Israel’s Tel Aviv University (TAU) has made a breakthrough discovery enabling doctors to treat the aggressive blood cancer Mantle Cell Lymphoma (MCL).
While this specific form of cancer is extremely rare, patients are typically given a prognosis of between five to seven years to live.
The discovery is the product of a collaborative effort with Harvard University Medical School, Sheba Medical Center, and Rabin Medical Center.
According to TAU Professor Dan Peer, who led the research, this particular form of cancer usually afflicts only 12-15 patients in Israel at any given time and around 3,000 patients in the US.
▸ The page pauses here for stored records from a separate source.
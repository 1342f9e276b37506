use crate::ConfigCommands;
use crate::config::{self, LoadedConfig, Settings};
use crate::utils::string::mask_secret;
use anyhow::{Context, Result};

/// Copy of the settings with every secret masked
fn masked(settings: &Settings) -> Settings {
    let mut out = settings.clone();
    out.database.password = out.database.password.as_deref().map(mask_secret);
    out.radius.secret = mask_secret(&out.radius.secret);
    out.radius.test_password = mask_secret(&out.radius.test_password);
    out.openvpn.nas_secret = out.openvpn.nas_secret.as_deref().map(mask_secret);
    out
}

/// Handle config subcommands
pub fn handle_config(loaded: &LoadedConfig, verbose: u8, command: &ConfigCommands) -> Result<()> {
    match command {
        ConfigCommands::Show => {
            let settings = if verbose > 0 {
                loaded.settings.clone()
            } else {
                masked(&loaded.settings)
            };
            let exists = loaded.path.exists();
            println!(
                "# {}{}",
                loaded.path.display(),
                if exists { "" } else { " (not created yet)" }
            );
            println!("# defaults < settings file < environment");
            println!();
            print!(
                "{}",
                toml::to_string_pretty(&settings).context("Failed to serialize settings")?
            );
        }
        ConfigCommands::Path => println!("{}", loaded.path.display()),
        ConfigCommands::Env => print!("{}", config::EXAMPLE_ENV),
    }
    Ok(())
}

#[cfg(test)]
mod tests {
    use super::*;

    #[test]
    fn test_masked_hides_secrets() {
        let mut settings = Settings::default();
        settings.database.password = Some("supersecret".to_string());
        settings.openvpn.nas_secret = Some("vpnsecret".to_string());

        let out = masked(&settings);
        assert_eq!(out.database.password.as_deref(), Some("su****"));
        assert_eq!(out.radius.secret, "te****");
        assert_eq!(out.openvpn.nas_secret.as_deref(), Some("vp****"));
        assert_eq!(out.database.host, settings.database.host);
    }
}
However, Peer said that his discovery of how to treat the rare disease may be applicable to other forms of cancer. “It is a proof-of-concept study. I really envision that this will be the future of medicine,” he said.
Peer, who has been involved with this research since 2008, explained that 85% of patients affected by the disease experience an overexpression of a protein called Cyclin D1, which causes the cancer cell to constantly divide and proliferate.
Peer said the second challenge of the research was to find a way to deliver the breakthrough treatment directly to the cells. “We designed a special way to silence this gene yet the problem involved not only finding a way to design this kind of drug but delivering it specifically to the cancer cell,” he said.
“The second tier of the study involved understanding how to deliver the treatment to the cells. We developed tiny liptic-based particles that can encapsulate those drugs and we gave them an address. They are like taxi drivers. They have cargo inside them and they have to deliver them to the right address,” Peer explained.
Clinical trials will not yet be conducted on the drug due to high costs. Moreover, Peer said that the researchers are first seeking to confirm whether their methods can be applied to other forms of cancer, such as brain tumors and ovarian cancer,
“If we can target this particular gene, then we can sequence patients, which means taking a sample of blood or saliva for DNA and then creating a new drug appropriate for each individual patient according to his or her DNA. I have a really good feeling about this,” he said.